Dr. Vasquez continued talking, but the echo of his last words filled my ears, cancelling his voice out. Your eyesight will be gone by the end of this year… That couldn’t be possible. He was joking with me. My eyesight was nearly perfect. How could he say that when I could see him so clearly? His lanky, black hair that curled just a little at the ends. The little cowlick at the top. His sharp, light brown eyes. The laugh lines etched into his face. I could see every detail clearly. My vision was fine. I hadn’t even owned a pair of glasses before. Sure, it wavered every now again, but wasn’t that usual?
“Good one, Doc,” I finally responded, cutting him off in the middle of a sentence. “Now’s not really the time to be joking though.”
He swallowed nervously, his pale Adam’s apple bobbing. There was a smoldering look in his eyes, almost like pity. “Rose, you have cone-rod dystrophy. Weren’t you listening to what I was saying?”
“Let me explain a little bit,” he said with a sigh. Sitting back in his wheely chair, he put his hands on his lap, interlacing his slim fingers. “The retina is the portion of the eye that is light-sensitive. It helps your eyes process vision. Light signals to the optic nerve, which tells the brain what you’re seeing. The retina consists of a bunch rods and cones that absorb the light. If those rods and cones don’t work, your vision won’t work properly.”
I stared at him blankly, doing my best to process his foreign words. “And?”
“Cone-rod dystrophy is a progressive disease that destroys those cones and rods.
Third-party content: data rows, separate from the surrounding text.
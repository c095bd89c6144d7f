// Path: crates/node/src/manager.rs

//! The chain registry and lifecycle.

use crate::chain::{Chain, ChainStatus};
use crate::scheduler::{drive_chain_tick, SchedulerManager, TickContext};
use dashmap::DashMap;
use poc_api::chain::BlockHeaderService;
use poc_api::ledger::LedgerService;
use poc_api::protocol::ProtocolRegistry;
use poc_api::storage::{ensure_table, TableStore};
use poc_api::time::Clock;
use poc_consensus::{AgentManager, DepositManager, PunishManager, RoundManager, TickReport};
use poc_telemetry::chain_metrics;
use poc_types::app::{
    Agent, ChainId, ConsensusTx, Deposit, Round, RoundMember, TxHash, CONSENSUS_TX_TYPES,
};
use poc_types::codec;
use poc_types::config::{ChainConfig, ConsensusConfig};
use poc_types::error::{ChainError, ConsensusError, ErrorCode, ValidationError};
use poc_types::keys::{chain_config_key, chain_tables, CONFIG_TABLE};
use std::sync::Arc;
use tracing::Instrument;

/// The external collaborators of the node.
#[derive(Clone)]
pub struct NodeServices {
    pub store: Arc<dyn TableStore>,
    pub headers: Arc<dyn BlockHeaderService>,
    pub ledger: Arc<dyn LedgerService>,
    pub protocol: Arc<dyn ProtocolRegistry>,
    pub clock: Arc<dyn Clock>,
}

/// The consensus managers, constructed once and shared by every chain.
#[derive(Clone)]
pub struct ConsensusManagers {
    pub agents: Arc<AgentManager>,
    pub deposits: Arc<DepositManager>,
    pub punishes: Arc<PunishManager>,
    pub rounds: Arc<RoundManager>,
}

impl ConsensusManagers {
    pub fn new(store: Arc<dyn TableStore>, ledger: Arc<dyn LedgerService>) -> Self {
        let agents = Arc::new(AgentManager::new(store.clone(), ledger.clone()));
        let deposits = Arc::new(DepositManager::new(store.clone(), ledger));
        let punishes = Arc::new(PunishManager::new(store, agents.clone(), deposits.clone()));
        let rounds = Arc::new(RoundManager::new(agents.clone(), punishes.clone()));
        Self {
            agents,
            deposits,
            punishes,
            rounds,
        }
    }
}

/// Owns the registry of hosted chains and drives their lifecycle.
pub struct ChainManager {
    chains: DashMap<ChainId, Arc<Chain>>,
    services: NodeServices,
    managers: ConsensusManagers,
    scheduler: SchedulerManager,
    defaults: ConsensusConfig,
    header_tail_len: usize,
}

fn lifecycle_error(chain: &Chain, operation: &'static str) -> ChainError {
    ChainError::InvalidLifecycle {
        chain_id: chain.chain_id(),
        status: chain.status().to_string(),
        operation,
    }
}
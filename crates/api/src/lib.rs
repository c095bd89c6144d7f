// Path: crates/api/src/lib.rs
#![forbid(unsafe_code)]
#![cfg_attr(
    not(test),
    deny(
        clippy::unwrap_used,
        clippy::expect_used,
        clippy::panic,
        clippy::todo,
        clippy::unimplemented,
        clippy::indexing_slicing
    )
)]
//! # Proof-of-Credit API
//!
//! Core traits the consensus core consumes from the rest of the node. The storage
//! engine, block headers, balances and the transaction-type registry all live
//! outside this workspace's scope; these traits are the contract.

/// The upstream block-header service.
pub mod chain;
/// The account / ledger service used for balance checks.
pub mod ledger;
/// The protocol registry binding transaction types per chain.
pub mod protocol;
/// The table-scoped key-value store contract.
pub mod storage;
/// Wall-clock abstraction.
pub mod time;

/// Error raised by an upstream collaborator.
#[derive(Debug, thiserror::Error)]
#[error("{service}: {message}")]
pub struct ServiceError {
    /// Which collaborator failed.
    pub service: &'static str,
    /// Collaborator-supplied detail.
    pub message: String,
}

impl ServiceError {
    /// Creates a new error attributed to `service`.
    pub fn new(service: &'static str, message: impl Into<String>) -> Self {
        Self {
            service,
            message: message.into(),
        }
    }
}

impl From<ServiceError> for poc_types::error::ChainError {
    fn from(e: ServiceError) -> Self {
        poc_types::error::ChainError::Service(e.to_string())
    }
}
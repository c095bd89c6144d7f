// Path: crates/consensus/src/state.rs

use poc_types::app::{
    Address, Agent, BlockHeaderSummary, ChainId, Deposit, PunishRecord, Round, RoundAdvance,
    TxHash,
};
use poc_types::config::ChainConfig;
use std::collections::{BTreeMap, BTreeSet, VecDeque};
use std::sync::Arc;

/// The in-memory caches of one chain.
///
/// Owned by the chain's runtime aggregate and only ever touched while its
/// per-chain lock is held, so round computation never observes a half-applied
/// punishment or deposit.
#[derive(Debug, Clone)]
pub struct ChainState {
    pub chain_id: ChainId,
    pub config: Arc<ChainConfig>,
    /// Active agents. Only these may be scheduled.
    pub agents: Vec<Agent>,
    /// Stopped agents still inside their stop lock.
    pub pending_exits: Vec<Agent>,
    /// Active deposits whose agent is in `agents`.
    pub deposits: Vec<Deposit>,
    /// Owning addresses of red-carded agents and the time their lock ends.
    pub locks: BTreeMap<Address, u64>,
    /// Punish history per agent, ascending by height.
    pub punishes: BTreeMap<TxHash, Vec<PunishRecord>>,
    /// The most recent block headers, ascending by height.
    pub headers: VecDeque<BlockHeaderSummary>,
    /// Maximum number of headers kept in `headers`.
    pub header_tail_len: usize,
    /// `(round index, slot)` of every header seen for the current round or later.
    /// Kept apart from `headers` so a short tail never hides a filled slot.
    pub filled_slots: BTreeSet<(u64, u32)>,
    pub round: Option<Round>,
    /// The signal that produced the current round, if it replaced an earlier one.
    pub last_advance: Option<RoundAdvance>,
}

impl ChainState {
    pub fn new(config: Arc<ChainConfig>, header_tail_len: usize) -> Self {
        Self {
            chain_id: config.chain_id,
            config,
            agents: Vec::new(),
            pending_exits: Vec::new(),
            deposits: Vec::new(),
            locks: BTreeMap::new(),
            punishes: BTreeMap::new(),
            headers: VecDeque::new(),
            header_tail_len: header_tail_len.max(1),
            filled_slots: BTreeSet::new(),
            round: None,
            last_advance: None,
        }
    }

    /// Height of the newest header seen, or 0 before any.
    pub fn last_height(&self) -> u64 {
        self.headers.back().map(|h| h.height).unwrap_or(0)
    }

    /// Appends headers newer than the tail, dropping the oldest beyond the tail length.
    ///
    /// Returns how many headers were accepted.
    pub fn push_headers<I>(&mut self, headers: I) -> usize
    where
        I: IntoIterator<Item = BlockHeaderSummary>,
    {
        let mut accepted = 0;
        for header in headers {
            if !self.headers.is_empty() && header.height <= self.last_height() {
                continue;
            }
            self.filled_slots.insert((header.round_index, header.slot));
            self.headers.push_back(header);
            accepted += 1;
        }
        while self.headers.len() > self.header_tail_len {
            self.headers.pop_front();
        }
        accepted
    }

    /// Returns true if a header filled `slot` of round `round_index`.
    pub fn is_slot_filled(&self, round_index: u64, slot: u32) -> bool {
        self.filled_slots.contains(&(round_index, slot))
    }

    /// Makes `round` current and forgets filled slots of earlier rounds.
    pub fn install_round(&mut self, round: Round) {
        let index = round.index;
        self.filled_slots.retain(|(r, _)| *r >= index);
        self.round = Some(round);
    }

    /// Forgets the header tail and every filled slot.
    pub fn clear_headers(&mut self) {
        self.headers.clear();
        self.filled_slots.clear();
    }

    pub fn agent(&self, agent_hash: &TxHash) -> Option<&Agent> {
        self.agents.iter().find(|a| &a.agent_hash == agent_hash)
    }

    /// Looks up an agent among active and exiting agents.
    pub fn live_agent(&self, agent_hash: &TxHash) -> Option<&Agent> {
        self.agent(agent_hash)
            .or_else(|| self.pending_exits.iter().find(|a| &a.agent_hash == agent_hash))
    }

    /// The end of the red-card lock on `address`, if it is still locked at `time`.
    pub fn locked_until(&self, address: &Address, time: u64) -> Option<u64> {
        self.locks.get(address).copied().filter(|until| time < *until)
    }

    pub fn deposit(&self, tx_hash: &TxHash) -> Option<&Deposit> {
        self.deposits.iter().find(|d| &d.tx_hash == tx_hash)
    }

    pub fn punish_history(&self, agent_hash: &TxHash) -> &[PunishRecord] {
        self.punishes
            .get(agent_hash)
            .map(Vec::as_slice)
            .unwrap_or(&[])
    }

    /// Drops every cached record. The round is kept so a reload can be compared against it.
    pub fn clear_caches(&mut self) {
        self.agents.clear();
        self.pending_exits.clear();
        self.deposits.clear();
        self.locks.clear();
        self.punishes.clear();
    }
}

#[cfg(test)]
mod tests {
    use super::*;
    use poc_types::config::ConsensusConfig;

    fn header(height: u64) -> BlockHeaderSummary {
        BlockHeaderSummary {
            height,
            time: height * 10,
            packing_address: Address::default(),
            round_index: 1,
            round_start_time: 0,
            slot: 0,
        }
    }

    #[test]
    fn header_tail_is_bounded_and_monotonic() {
        let config = Arc::new(ChainConfig::from_defaults(&ConsensusConfig::default()));
        let mut state = ChainState::new(config, 3);
        assert_eq!(state.push_headers((1..=5).map(header)), 5);
        assert_eq!(state.headers.len(), 3);
        assert_eq!(state.last_height(), 5);

        // Stale and repeated heights are ignored.
        assert_eq!(state.push_headers([header(4), header(5), header(6)]), 1);
        let heights: Vec<u64> = state.headers.iter().map(|h| h.height).collect();
        assert_eq!(heights, vec![4, 5, 6]);
    }

    #[test]
    fn filled_slots_outlive_the_tail_until_the_round_moves_on() {
        let config = Arc::new(ChainConfig::from_defaults(&ConsensusConfig::default()));
        let mut state = ChainState::new(config, 2);
        let slots = (0..4u32).map(|slot| BlockHeaderSummary {
            slot,
            ..header(u64::from(slot) + 1)
        });
        state.push_headers(slots);
        assert_eq!(state.headers.len(), 2);
        assert!((0..4).all(|slot| state.is_slot_filled(1, slot)));

        state.install_round(Round {
            index: 2,
            start_time: 0,
            packing_interval: 10,
            members: vec![],
            position: 0,
        });
        assert!(state.filled_slots.is_empty());
    }
}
It will slowly deteriorate your peripheral vision and acuity before eventually making you completely blind.”
“There’s a cure, right?” I asked, my mouth rapidly becoming dry.
His silence didn’t make me feel too optimistic. “As of right now—”
“I can’t go blind!” I cried, standing up from my seat on the cool, wooden bench. “I’m only seventeen! I haven’t even lived a quarter of my life! There has to be a cure!”
“I’m sorry,” he apologized. “There is a way to slow down the process, which is to avoid light, however, even doing that, you’re eyesight will be gone in about four months.”
I slowly shook my head. “No… No. It’s not possible.”
“No you’re not!” I snapped at him, my eyes starting to burn. “You’re not going to be blind in the next few months!”
“Calm down,” he ordered, motioning for me to sit back down. “Let’s talk about this.”
I ignored him, turning my head away. It was time to leave. Grabbing my jacket from the table, I headed for the door. “Goodbye, Doc.”
The door to the examination room slammed shut behind me. A few nurses and doctors in the hall gazed at me curiously as I hastened by them, trying to hold back my tears. I was going to go blind? There was no chance of it not happening? This had to be some cruel joke! Or a nightmare! Maybe I was going to wake up and everything was going to be fine. How could I live without sight?